Friday, April 21, 2023

Ben Holladay 6 Year Soft Red Wheat Bourbon BIB

Sold out yesterday, but back in stock today  and back online!
Ben Holladay 6 Year Soft Red Wheat Bourbon BIB...$49.99
Soft red winter wheat
Mash Bill: Corn 73% | Wheat 15% | Barley 12%

The finest bourbon results from an ideal combination of climate and geology that is rare outside of Kentucky but is found in the rolling hills of Weston, Missouri at the Holladay Distillery.
It is remarkable how one ingredient in a recipe can change the entire taste profile of a spirit. Holladay Soft Red Wheat is crafted with the original Holladay recipe with one substitute: wheat for the rye. Holladay Soft Red is made in the original stillhouse, barreled in Missouri white oak barrels, aged onsite in iron-clad rickhouses, and bottled at 100 proof.
Using wheat in a bourbon mash bill often results in a softer and sweeter taste profile than a bourbon made with rye, which typically adds spice to the palate.
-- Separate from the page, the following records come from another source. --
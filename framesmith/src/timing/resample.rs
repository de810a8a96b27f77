use crate::animation::ease::EasingCurve;
use crate::foundation::error::{FramesmithError, FramesmithResult};

/// Upper bound on the number of units a schedule may expand to.
///
/// Curve output is unconstrained, so a steep or infinite curve can ask for any repeat count;
/// schedules above this bound are rejected instead of clamped.
pub const MAX_EXPANDED_FRAMES: u64 = 1 << 20;

/// Duration budget for a playback.
///
/// With `total_ms` set, frames are repeated to follow an easing curve within that total.
/// Without it, every frame plays once for `per_frame_ms`.
#[derive(Clone, Copy, Debug, PartialEq, Eq, serde::Serialize, serde::Deserialize)]
#[serde(default, deny_unknown_fields)]
pub struct TemporalBudget {
    /// Fixed duration per frame, used when no total is given.
    pub per_frame_ms: u64,
    /// Target duration of the whole playback.
    pub total_ms: Option<u64>,
}

impl Default for TemporalBudget {
    fn default() -> Self {
        Self {
            per_frame_ms: 300,
            total_ms: None,
        }
    }
}

impl TemporalBudget {
    /// Fixed per-frame timing without resampling.
    pub fn per_frame(ms: u64) -> Self {
        Self {
            per_frame_ms: ms,
            total_ms: None,
        }
    }

    /// Eased timing within `ms` in total.
    pub fn total(ms: u64) -> Self {
        Self {
            total_ms: Some(ms),
            ..Self::default()
        }
    }
}

/// Per-frame repeat counts played at one flat unit duration.
#[derive(Clone, Debug, PartialEq, Eq)]
pub struct PlaybackSchedule {
    /// Duration of every played unit, in milliseconds.
    pub unit_duration_ms: u64,
    /// How many consecutive units each source frame occupies. Never zero.
    pub repeats: Vec<u64>,
}

impl PlaybackSchedule {
    /// Number of source frames the schedule was built for.
    pub fn source_len(&self) -> usize {
        self.repeats.len()
    }

    /// Number of units in the expanded playback, saturating at `u64::MAX`.
    pub fn expanded_len(&self) -> u64 {
        self.repeats
            .iter()
            .fold(0u64, |acc, &n| acc.saturating_add(n))
    }

    /// Exact expanded length, or a validation error above [`MAX_EXPANDED_FRAMES`].
    pub fn checked_expanded_len(&self) -> FramesmithResult<u64> {
        self.repeats
            .iter()
            .try_fold(0u64, |acc, &n| acc.checked_add(n))
            .filter(|&len| len <= MAX_EXPANDED_FRAMES)
            .ok_or_else(|| {
                FramesmithError::validation(format!(
                    "schedule expands past {MAX_EXPANDED_FRAMES} frames"
                ))
            })
    }

    /// Total playback duration in milliseconds.
    pub fn total_duration_ms(&self) -> u64 {
        self.expanded_len().saturating_mul(self.unit_duration_ms)
    }

    /// Repeat each item of `items` according to the schedule, preserving order.
    pub fn expand<'a, T>(&self, items: &'a [T]) -> FramesmithResult<Vec<&'a T>> {
        if items.len() != self.repeats.len() {
            return Err(FramesmithError::validation(format!(
                "schedule covers {} frames, got {}",
                self.repeats.len(),
                items.len()
            )));
        }
        let len = self.checked_expanded_len()?;
        let mut out = Vec::with_capacity(len as usize);
        for (item, &n) in items.iter().zip(&self.repeats) {
            for _ in 0..n {
                out.push(item);
            }
        }
        Ok(out)
    }
}

/// Build the playback schedule for `frame_count` frames under `budget`.
///
/// With a total duration, the unit duration is `total / frame_count` and the curve is sampled at
/// `frame_count` evenly spaced progress values. Each frame repeats `floor(delta * frame_count)`
/// times, where `delta` is the change in curve output since the previous sample (the first
/// against 0), raised to at least 1 so no frame is dropped. The repeat total is an
/// approximation of `frame_count` and is not corrected, but a schedule expanding past
/// [`MAX_EXPANDED_FRAMES`] units is a validation error.
pub fn resample(
    frame_count: usize,
    curve: Option<&dyn EasingCurve>,
    budget: &TemporalBudget,
) -> FramesmithResult<PlaybackSchedule> {
    if frame_count == 0 {
        return Err(FramesmithError::sequence_empty(
            "cannot build a playback schedule for zero frames",
        ));
    }

    let Some(total_ms) = budget.total_ms else {
        return Ok(PlaybackSchedule {
            unit_duration_ms: budget.per_frame_ms,
            repeats: vec![1; frame_count],
        });
    };
    let Some(curve) = curve else {
        return Err(FramesmithError::invalid_easing(
            "a total duration was given but no easing curve",
        ));
    };
    if total_ms == 0 {
        return Err(FramesmithError::validation(
            "total duration must be greater than zero",
        ));
    }

    let n = frame_count as f64;
    let mut repeats = Vec::with_capacity(frame_count);
    let mut prev = 0.0;
    for k in 0..frame_count {
        let y = curve.evaluate(progress_at(k, frame_count));
        repeats.push(repeat_count(y - prev, n));
        prev = y;
    }

    let schedule = PlaybackSchedule {
        unit_duration_ms: total_ms / frame_count as u64,
        repeats,
    };
    let expanded = schedule.checked_expanded_len()?;
    tracing::debug!(
        frames = frame_count,
        total_ms,
        unit_ms = schedule.unit_duration_ms,
        expanded,
        "resampled playback"
    );
    Ok(schedule)
}

// Evenly spaced over [0, 1] with both ends included; a single frame sits at 0.
fn progress_at(k: usize, frame_count: usize) -> f64 {
    if frame_count < 2 {
        return 0.0;
    }
    k as f64 / (frame_count - 1) as f64
}

fn repeat_count(delta: f64, frame_count: f64) -> u64 {
    // `as` saturates: NaN and negatives become 0 and are raised to 1 with everything else.
    ((delta * frame_count).floor() as u64).max(1)
}

#[cfg(test)]
#[path = "../../tests/unit/timing/resample.rs"]
mod tests;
Soft Red Wheat has lower protein levels, red bran, and minimal gluten compared to other classes of wheat. Bourbons crafted with Soft Red Wheat offer a soft, smooth finish just as the name suggests.
Holladay Soft Red Wheat Bourbon is one of the very few bottled-in-bond wheat bourbons on the market aged 6+ years and it was worth the wait. To meet the rare and prestigious requirements to be classified as Bottled-in-Bond, a product must be distilled, aged, and bottled in the same location to assure a mark of authenticity.
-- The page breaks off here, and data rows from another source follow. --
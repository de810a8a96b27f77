use std::path::PathBuf;

/// Convenience result type used across framesmith.
pub type FramesmithResult<T> = Result<T, FramesmithError>;

/// Top-level error taxonomy used by store, timing and encoding APIs.
#[derive(thiserror::Error, Debug)]
pub enum FramesmithError {
    /// Missing or invalid base directory, stem, extension or config file.
    #[error("configuration error: {0}")]
    Configuration(String),

    /// A rename, copy, read or write on the file system failed.
    #[error("io error: failed to {op} '{}': {source}", .path.display())]
    Io {
        /// Short verb describing the failed operation.
        op: &'static str,
        /// Path the operation was applied to.
        path: PathBuf,
        /// Underlying OS error.
        #[source]
        source: std::io::Error,
    },

    /// Resampling or encoding was invoked on a sequence without frames.
    #[error("empty sequence: {0}")]
    SequenceEmpty(String),

    /// Duration-based resampling was requested without a usable easing curve.
    #[error("invalid easing: {0}")]
    InvalidEasing(String),

    /// Invalid caller-provided arguments.
    #[error("validation error: {0}")]
    Validation(String),

    /// Wrapped lower-level error from codecs and other dependencies.
    #[error(transparent)]
    Other(#[from] anyhow::Error),
}

impl FramesmithError {
    /// Build a [`FramesmithError::Configuration`] value.
    pub fn configuration(msg: impl Into<String>) -> Self {
        Self::Configuration(msg.into())
    }

    /// Build a [`FramesmithError::Io`] value.
    pub fn io(op: &'static str, path: impl Into<PathBuf>, source: std::io::Error) -> Self {
        Self::Io {
            op,
            path: path.into(),
            source,
        }
    }

    /// Build a [`FramesmithError::SequenceEmpty`] value.
    pub fn sequence_empty(msg: impl Into<String>) -> Self {
        Self::SequenceEmpty(msg.into())
    }

    /// Build a [`FramesmithError::InvalidEasing`] value.
    pub fn invalid_easing(msg: impl Into<String>) -> Self {
        Self::InvalidEasing(msg.into())
    }

    /// Build a [`FramesmithError::Validation`] value.
    pub fn validation(msg: impl Into<String>) -> Self {
        Self::Validation(msg.into())
    }
}

#[cfg(test)]
#[path = "../../tests/unit/foundation/error.rs"]
mod tests;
It is also classified as a Real Missouri Bourbon under a 2019 law requiring that any whiskey labeled as Missouri bourbon must not only meet the federal standards for bourbon, but also be mashed, fermented, distilled, aged, and bottled in the state; aged in oak barrels manufactured in the state; and—beginning January 1, 2020—made with corn exclusively grown in the state.
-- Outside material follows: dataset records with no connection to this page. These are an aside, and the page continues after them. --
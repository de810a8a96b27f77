use std::collections::{BTreeMap, BTreeSet};
use std::path::{Path, PathBuf};

use crate::assets::codec::{ImageCodec, PayloadCodec};
use crate::config::project::StoreOpts;
use crate::foundation::core::{FrameIndex, FrameRange};
use crate::foundation::error::{FramesmithError, FramesmithResult};
use crate::store::naming::{self, SequenceIdentity};

/// One persisted frame of a sequence.
#[derive(Clone, Debug, PartialEq, Eq)]
pub struct Frame {
    /// Position in the sequence.
    pub index: FrameIndex,
    /// File holding the payload.
    pub path: PathBuf,
}

/// Owner of an on-disk frame sequence.
///
/// Single writer: nothing coordinates two stores (or two processes) pointed at the same
/// identity. Unrelated files in the directory are left alone.
#[derive(Debug)]
pub struct FrameStore<C = ImageCodec> {
    identity: SequenceIdentity,
    next_index: FrameIndex,
    codec: C,
}

/// A pending rename from `from` to `to` inside one batch.
#[derive(Clone, Copy, Debug)]
struct Move {
    from: FrameIndex,
    to: FrameIndex,
}

impl FrameStore<ImageCodec> {
    /// Open the sequence rooted at `base` (`dir/stem`) storing images.
    pub fn open(base: impl AsRef<Path>, opts: &StoreOpts) -> FramesmithResult<Self> {
        Self::with_codec(base, opts, ImageCodec)
    }

    /// Open the sequence found in `dir`, inferring stem and extension from its frames.
    ///
    /// When several `<stem><ext>` groups share the folder, the one with the most frames wins;
    /// ties go to the group holding the lowest index. Always recovers the cursor.
    pub fn discover(dir: impl AsRef<Path>) -> FramesmithResult<Self> {
        let dir = dir.as_ref();
        if !dir.is_dir() {
            return Err(FramesmithError::configuration(format!(
                "frames folder '{}' doesn't exist",
                dir.display()
            )));
        }
        // remainder -> (frame count, lowest index)
        let mut groups: BTreeMap<String, (usize, FrameIndex)> = BTreeMap::new();
        for name in read_file_names(dir)? {
            let Some((idx, rest)) = naming::split_any(&name) else {
                continue;
            };
            if rest.contains(naming::INDEX_DELIMITER) {
                continue;
            }
            let group = groups.entry(rest.to_string()).or_insert((0, idx));
            group.0 += 1;
            group.1 = group.1.min(idx);
        }
        let best = groups
            .into_iter()
            .max_by(|(_, (n_a, lo_a)), (_, (n_b, lo_b))| n_a.cmp(n_b).then(lo_b.cmp(lo_a)));
        let Some((rest, _)) = best else {
            return Err(FramesmithError::configuration(format!(
                "no indexed frames found in '{}'",
                dir.display()
            )));
        };
        let rest = Path::new(&rest);
        let stem = rest.file_stem().and_then(|s| s.to_str()).unwrap_or_default();
        let ext = rest
            .extension()
            .and_then(|s| s.to_str())
            .map(|e| format!(".{e}"))
            .unwrap_or_default();
        let opts = StoreOpts {
            extension: ext,
            recover_existing: true,
        };
        Self::with_codec(dir.join(stem), &opts, ImageCodec)
    }
}

impl<C: PayloadCodec> FrameStore<C> {
    /// Open the sequence rooted at `base` with a custom payload codec.
    ///
    /// The parent directory of `base` must exist. With `opts.recover_existing`, the cursor
    /// continues after the highest index already on disk; otherwise it starts at 0 and
    /// appends overwrite existing frames.
    pub fn with_codec(
        base: impl AsRef<Path>,
        opts: &StoreOpts,
        codec: C,
    ) -> FramesmithResult<Self> {
        let identity = SequenceIdentity::from_base_path(base.as_ref(), &opts.extension)?;
        if !identity.dir().is_dir() {
            return Err(FramesmithError::configuration(format!(
                "frames folder '{}' doesn't exist",
                identity.dir().display()
            )));
        }
        let mut store = Self {
            identity,
            next_index: FrameIndex(0),
            codec,
        };
        if opts.recover_existing {
            store.recover()?;
        }
        Ok(store)
    }

    /// Naming scheme of this sequence.
    pub fn identity(&self) -> &SequenceIdentity {
        &self.identity
    }

    /// Index the next appended frame will receive.
    pub fn next_index(&self) -> FrameIndex {
        self.next_index
    }

    /// Payload codec in use.
    pub fn codec(&self) -> &C {
        &self.codec
    }

    /// Re-derive the cursor from disk: highest existing index + 1, or 0 without frames.
    pub fn recover(&mut self) -> FramesmithResult<FrameIndex> {
        let frames = self.list_ordered()?;
        self.next_index = frames
            .last()
            .map(|f| f.index.next())
            .unwrap_or(FrameIndex(0));
        tracing::debug!(
            dir = %self.identity.dir().display(),
            stem = self.identity.stem(),
            frames = frames.len(),
            next = self.next_index.0,
            "recovered sequence"
        );
        Ok(self.next_index)
    }

    /// Frames of this sequence in ascending numeric index order.
    ///
    /// Files that do not decode under this identity, temporaries included, are skipped.
    pub fn list_ordered(&self) -> FramesmithResult<Vec<Frame>> {
        let mut frames = Vec::new();
        for name in read_file_names(self.identity.dir())? {
            match self.identity.decode(&name) {
                Some(index) => frames.push(Frame {
                    index,
                    path: self.identity.dir().join(&name),
                }),
                None => tracing::trace!(file = %name, "skipping non-frame entry"),
            }
        }
        frames.sort_by_key(|f| f.index);
        Ok(frames)
    }

    /// Frames left under a temporary name by an interrupted batch, ordered by embedded index.
    pub fn stranded_temporaries(&self) -> FramesmithResult<Vec<Frame>> {
        let mut frames: Vec<Frame> = read_file_names(self.identity.dir())?
            .into_iter()
            .filter_map(|name| {
                let index = self.identity.decode_temp(&name)?;
                Some(Frame {
                    index,
                    path: self.identity.dir().join(name),
                })
            })
            .collect();
        frames.sort_by_key(|f| f.index);
        Ok(frames)
    }

    /// Persist `payload` at the cursor, then advance the cursor.
    ///
    /// A failed write leaves the cursor where it was.
    pub fn append(&mut self, payload: &C::Payload) -> FramesmithResult<Frame> {
        let index = self.next_index;
        let path = self.identity.frame_path(index);
        self.codec.save(payload, &path)?;
        self.next_index = index.next();
        tracing::debug!(index = index.0, path = %path.display(), "appended frame");
        Ok(Frame { index, path })
    }

    /// Read the payload of `frame`.
    pub fn load(&self, frame: &Frame) -> FramesmithResult<C::Payload> {
        self.codec.load(&frame.path)
    }

    /// Renumber the sequence to `0..N-1`, keeping relative order, and set the cursor to `N`.
    ///
    /// Frames stranded under temporary names are folded back in first: each returns to its
    /// embedded index when that slot is free, otherwise it is placed after the last frame.
    /// Returns the number of renames performed; a second call in a row returns 0.
    #[tracing::instrument(skip(self), fields(stem = self.identity.stem()))]
    pub fn reindex(&mut self) -> FramesmithResult<usize> {
        let mut renamed = self.adopt_stranded()?;

        let frames = self.list_ordered()?;
        let moves: Vec<Move> = frames
            .iter()
            .enumerate()
            .map(|(pos, f)| Move {
                from: f.index,
                to: FrameIndex(pos as u64),
            })
            .filter(|m| m.from != m.to)
            .collect();
        self.rename_two_phase(&moves)?;
        renamed += moves.len();

        self.next_index = FrameIndex(frames.len() as u64);
        tracing::debug!(renamed, next = self.next_index.0, "reindexed sequence");
        Ok(renamed)
    }

    /// Reverse the order of frames with index in `[start, end)`; frames outside are untouched.
    ///
    /// `end` may not exceed the cursor. Returns the number of frames renamed.
    #[tracing::instrument(skip(self), fields(stem = self.identity.stem()))]
    pub fn reverse(&mut self, start: FrameIndex, end: FrameIndex) -> FramesmithResult<usize> {
        let range = FrameRange::new(start, end)?;
        if end > self.next_index {
            return Err(FramesmithError::validation(format!(
                "reverse end {end} is past the next index {}",
                self.next_index
            )));
        }
        if range.len_frames() < 2 {
            return Ok(0);
        }
        let moves: Vec<Move> = self
            .list_ordered()?
            .into_iter()
            .filter(|f| range.contains(f.index))
            .map(|f| Move {
                from: f.index,
                to: range.mirror(f.index),
            })
            .filter(|m| m.from != m.to)
            .collect();
        self.rename_two_phase(&moves)?;
        Ok(moves.len())
    }

    /// Reverse the whole sequence: `reverse(0, next_index)`.
    pub fn reverse_all(&mut self) -> FramesmithResult<usize> {
        self.reverse(FrameIndex(0), self.next_index)
    }

    /// Copy every current frame, in order or reversed, to new indices starting at the cursor.
    ///
    /// Reversed duplication turns `0 1 2` into `0 1 2 2 1 0`, a sequence that loops back and
    /// forth. Originals are not touched. Returns the new frames.
    #[tracing::instrument(skip(self), fields(stem = self.identity.stem()))]
    pub fn duplicate_all(&mut self, reverse_order: bool) -> FramesmithResult<Vec<Frame>> {
        let mut sources = self.list_ordered()?;
        if let Some(last) = sources.last()
            && last.index >= self.next_index
        {
            return Err(FramesmithError::validation(format!(
                "frame {} exists at or past the next index {}; recover or reindex first",
                last.index, self.next_index
            )));
        }
        if reverse_order {
            sources.reverse();
        }

        let mut created = Vec::with_capacity(sources.len());
        for src in sources {
            let index = self.next_index;
            let path = self.identity.frame_path(index);
            self.codec.copy(&src.path, &path)?;
            self.next_index = index.next();
            tracing::debug!(from = src.index.0, to = index.0, "duplicated frame");
            created.push(Frame { index, path });
        }
        Ok(created)
    }

    // Rename every `from` to its temporary name, then every temporary name to `to`. Targets in
    // a batch are distinct and any occupied target is itself a source of the batch.
    fn rename_two_phase(&self, moves: &[Move]) -> FramesmithResult<()> {
        if moves.is_empty() {
            return Ok(());
        }
        for m in moves {
            let tmp = self.identity.temp_path(m.from);
            if path_exists(&tmp)? {
                return Err(FramesmithError::validation(format!(
                    "temporary file '{}' already exists; run reindex to recover it",
                    tmp.display()
                )));
            }
        }

        for m in moves {
            rename(&self.identity.frame_path(m.from), &self.identity.temp_path(m.from))?;
        }
        for m in moves {
            let to = self.identity.frame_path(m.to);
            rename(&self.identity.temp_path(m.from), &to)?;
            tracing::debug!(from = m.from.0, to = m.to.0, "renamed frame");
        }
        Ok(())
    }

    // Bring stranded temporaries back under regular names so `list_ordered` sees them again.
    fn adopt_stranded(&self) -> FramesmithResult<usize> {
        let stranded = self.stranded_temporaries()?;
        if stranded.is_empty() {
            return Ok(0);
        }
        let mut taken: BTreeSet<FrameIndex> =
            self.list_ordered()?.into_iter().map(|f| f.index).collect();

        let mut in_place = 0usize;
        let mut deferred = Vec::new();
        for tmp in stranded {
            if taken.insert(tmp.index) {
                rename(&tmp.path, &self.identity.frame_path(tmp.index))?;
                in_place += 1;
            } else {
                deferred.push(tmp);
            }
        }
        let mut next = taken.last().map(|i| i.next()).unwrap_or(FrameIndex(0));
        for tmp in &deferred {
            rename(&tmp.path, &self.identity.frame_path(next))?;
            next = next.next();
        }
        tracing::warn!(in_place, appended = deferred.len(), "adopted stranded temporaries");
        Ok(in_place + deferred.len())
    }
}

fn read_file_names(dir: &Path) -> FramesmithResult<Vec<String>> {
    let entries =
        std::fs::read_dir(dir).map_err(|e| FramesmithError::io("read directory", dir, e))?;
    let mut names = Vec::new();
    for entry in entries {
        let entry = entry.map_err(|e| FramesmithError::io("read directory", dir, e))?;
        let is_dir = entry.file_type().map(|t| t.is_dir()).unwrap_or(false);
        if is_dir {
            continue;
        }
        // Frame names are always UTF-8; anything else cannot belong to a sequence.
        if let Ok(name) = entry.file_name().into_string() {
            names.push(name);
        }
    }
    Ok(names)
}

fn rename(from: &Path, to: &Path) -> FramesmithResult<()> {
    std::fs::rename(from, to).map_err(|e| FramesmithError::io("rename", from, e))
}

fn path_exists(path: &Path) -> FramesmithResult<bool> {
    path.try_exists()
        .map_err(|e| FramesmithError::io("inspect", path, e))
}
The Holladay Distillery was founded in 1856, making it both the oldest distillery in the state of Missouri and the oldest distillery west of the Mississippi still operating on its original site. The property sits on active limestone springs that were first charted by Lewis and Clark in 1804, more than fifty years before Ben Holladay purchased the land that would later become his legacy.